Re: Tori Marlan’s “How I Learned to Hate the War,” [September 30].

You cite safety concerns to change the names of Jake (main character in the tale) and his wife; you also didn’t provide their last names or ethnic backgrounds. Strange that the same safety concerns were not addressed for Nhu Tran, a Vietnamese from Carol Stream, and Mike Komorowski, a Polish linguist from Schaumburg; in fact their full names and ethnic backgrounds were mentioned at least twice in the tale. Why? We predict Jake, whatever his real name is, will probably have similar problems with the Chicago Police Department, disobeying orders and trying to develop his own MOP that runs contrary to the CPD’s policies, often established to ensure the safety of fellow officers.

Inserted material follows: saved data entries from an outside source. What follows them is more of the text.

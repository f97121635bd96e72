//! Random timestamp sampling.

use rand::{Rng, SeedableRng, rngs::StdRng};

use crate::error::StillpickError;

/// Earliest timestamp, in seconds, that the sampler will draw.
pub const MIN_START_SECONDS: u64 = 0;

/// Draws whole-second timestamps uniformly from `[min_start, duration)`.
///
/// The sampler has no memory: two draws may return the same timestamp.
///
/// # Example
///
/// ```
/// use stillpick::TimestampSampler;
///
/// let mut sampler = TimestampSampler::seeded(120, 7)?;
/// let timestamp = sampler.sample();
/// assert!(timestamp < 120);
/// # Ok::<(), stillpick::StillpickError>(())
/// ```
#[derive(Debug, Clone)]
pub struct TimestampSampler<R = StdRng> {
    min_start: u64,
    duration: u64,
    rng: R,
}

impl TimestampSampler<StdRng> {
    /// Sampler over `[0, duration)` seeded from the operating system.
    ///
    /// # Errors
    ///
    /// Returns [`StillpickError::EmptyClip`] if `duration` is zero.
    pub fn new(duration: u64) -> Result<Self, StillpickError> {
        Self::with_rng(duration, StdRng::from_entropy())
    }

    /// Sampler over `[0, duration)` with a fixed seed, for reproducible runs.
    pub fn seeded(duration: u64, seed: u64) -> Result<Self, StillpickError> {
        Self::with_rng(duration, StdRng::seed_from_u64(seed))
    }
}

impl<R: Rng> TimestampSampler<R> {
    /// Sampler over `[0, duration)` drawing from `rng`.
    pub fn with_rng(duration: u64, rng: R) -> Result<Self, StillpickError> {
        if duration <= MIN_START_SECONDS {
            return Err(StillpickError::EmptyClip {
                duration_seconds: duration,
            });
        }
        Ok(Self {
            min_start: MIN_START_SECONDS,
            duration,
            rng,
        })
    }

    /// Draw the next timestamp.
    pub fn sample(&mut self) -> u64 {
        self.rng.gen_range(self.min_start..self.duration)
    }

    /// The exclusive upper bound of drawn timestamps.
    pub fn duration(&self) -> u64 {
        self.duration
    }
}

Will Jake consider a Chicago gangbanger having an unlicensed AK-47 and a couple kilos of cocaine, for pain problems of course, an excusable offense, contrary to CPD regulations? War is hell, someone once said, and we owe our military–as we owe our CPD and Chicago Fire Department personnel–our debts of gratitude for the sacrifices they are making. In spite of the few wayward, as in any organization, including politicians/news media/religious groups, we are impressed by the dedication to duty, to serve and protect, done by these heroes. How about some stories showing our respect and gratitude for their good work?

Sam Watson

Tori Marlan replies:

Jake spoke with me on the condition that I change his name. The other linguists in his national guard unit spoke without such a condition. Also, I did not mention the ethnic backgrounds of Tran and Komorowski; I noted their language specialties.